══ RECORDS SHOWN

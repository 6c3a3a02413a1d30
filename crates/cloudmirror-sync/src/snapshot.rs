//! Destination folder snapshots
//!
//! A [`FolderSnapshot`] maps each child name of one destination folder to
//! its id and kind. It is taken once when the walker enters the folder and
//! then updated with every folder created and file dispatched during the
//! visit, so later children see names assigned earlier in the same run.
//!
//! [`DestinationIndex`] puts the two lookup strategies behind one interface:
//! a full snapshot, or one destination query per name.

use std::collections::HashMap;

use anyhow::Result;
use tracing::debug;

use cloudmirror_core::config::LookupStrategy;
use cloudmirror_core::domain::EntryKind;
use cloudmirror_core::ports::DestinationStore;

/// What a snapshot knows about one name
#[derive(Debug, Clone, PartialEq, Eq)]
pub struct SnapshotEntry {
    /// Destination id; empty for files whose transfer is still in flight
    pub id: String,
    pub kind: EntryKind,
}

/// Point-in-time listing of one destination folder's direct children
#[derive(Debug, Clone, Default)]
pub struct FolderSnapshot {
    entries: HashMap<String, SnapshotEntry>,
}

impl FolderSnapshot {
    pub fn new() -> Self {
        Self::default()
    }

    /// Lists every child of `folder_id`, following page tokens until exhausted
    ///
    /// Names are matched exactly. When the backend reports the same name
    /// more than once, the entry listed last wins.
    pub async fn capture(store: &dyn DestinationStore, folder_id: &str) -> Result<Self> {
        let mut snapshot = Self::new();
        let mut page_token: Option<String> = None;
        let mut pages = 0usize;

        loop {
            let page = store
                .list_children_page(folder_id, page_token.as_deref())
                .await?;
            pages += 1;

            for entry in page.items {
                snapshot.record(entry.name, entry.id, entry.kind);
            }

            match page.next_cursor {
                Some(next) => page_token = Some(next),
                None => break,
            }
        }

        debug!(
            folder_id,
            entries = snapshot.len(),
            pages,
            "Captured destination folder snapshot"
        );
        Ok(snapshot)
    }

    pub fn get(&self, name: &str) -> Option<&SnapshotEntry> {
        self.entries.get(name)
    }

    pub fn contains(&self, name: &str) -> bool {
        self.entries.contains_key(name)
    }

    /// Records `name` as `kind` with the given id, replacing any previous entry
    pub fn record(&mut self, name: impl Into<String>, id: impl Into<String>, kind: EntryKind) {
        self.entries.insert(
            name.into(),
            SnapshotEntry {
                id: id.into(),
                kind,
            },
        );
    }

    /// Marks `name` as taken by a file whose upload has not finished yet
    pub fn reserve_file(&mut self, name: impl Into<String>) {
        self.record(name, String::new(), EntryKind::File);
    }

    pub fn len(&self) -> usize {
        self.entries.len()
    }

    pub fn is_empty(&self) -> bool {
        self.entries.is_empty()
    }
}

/// Name lookups for one destination folder under the configured strategy
#[derive(Debug)]
pub enum DestinationIndex {
    /// Every child was listed up front
    Snapshot(FolderSnapshot),
    /// Names are queried one at a time; `assigned` holds what this run created
    PerItem {
        parent_id: String,
        assigned: FolderSnapshot,
    },
}

impl DestinationIndex {
    /// Prepares lookups for `folder_id`
    ///
    /// With [`LookupStrategy::Snapshot`] this lists the folder, so a failure
    /// here means the folder's children cannot be matched.
    pub async fn open(
        strategy: LookupStrategy,
        store: &dyn DestinationStore,
        folder_id: &str,
    ) -> Result<Self> {
        match strategy {
            LookupStrategy::Snapshot => Ok(Self::Snapshot(
                FolderSnapshot::capture(store, folder_id).await?,
            )),
            LookupStrategy::PerItem => Ok(Self::PerItem {
                parent_id: folder_id.to_string(),
                assigned: FolderSnapshot::new(),
            }),
        }
    }

    /// Returns what currently occupies `name` in the folder, if anything
    pub async fn lookup(
        &self,
        store: &dyn DestinationStore,
        name: &str,
    ) -> Result<Option<SnapshotEntry>> {
        match self {
            Self::Snapshot(snapshot) => Ok(snapshot.get(name).cloned()),
            Self::PerItem {
                parent_id,
                assigned,
            } => {
                if let Some(entry) = assigned.get(name) {
                    return Ok(Some(entry.clone()));
                }
                if let Some(id) = store.find_folder(name, parent_id).await? {
                    return Ok(Some(SnapshotEntry {
                        id,
                        kind: EntryKind::Folder,
                    }));
                }
                Ok(store
                    .find_file(name, parent_id)
                    .await?
                    .map(|id| SnapshotEntry {
                        id,
                        kind: EntryKind::File,
                    }))
            }
        }
    }

    fn assigned_mut(&mut self) -> &mut FolderSnapshot {
        match self {
            Self::Snapshot(snapshot) => snapshot,
            Self::PerItem { assigned, .. } => assigned,
        }
    }

    /// Records a folder created during this run
    pub fn record_folder(&mut self, name: &str, id: &str) {
        self.assigned_mut().record(name, id, EntryKind::Folder);
    }

    /// Records a file name handed to the transfer pool
    pub fn reserve_file(&mut self, name: &str) {
        self.assigned_mut().reserve_file(name);
    }
}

════

*WHAT IS REQUIRED:* In the records above, find each line that mentions the string "SnapshotEntry", then copy it.

*SOLUTION FOR THIS EXERCISE:*
pub struct SnapshotEntry {
    entries: HashMap<String, SnapshotEntry>,
    pub fn get(&self, name: &str) -> Option<&SnapshotEntry> {
            SnapshotEntry {
    ) -> Result<Option<SnapshotEntry>> {
                    return Ok(Some(SnapshotEntry {
                    .map(|id| SnapshotEntry {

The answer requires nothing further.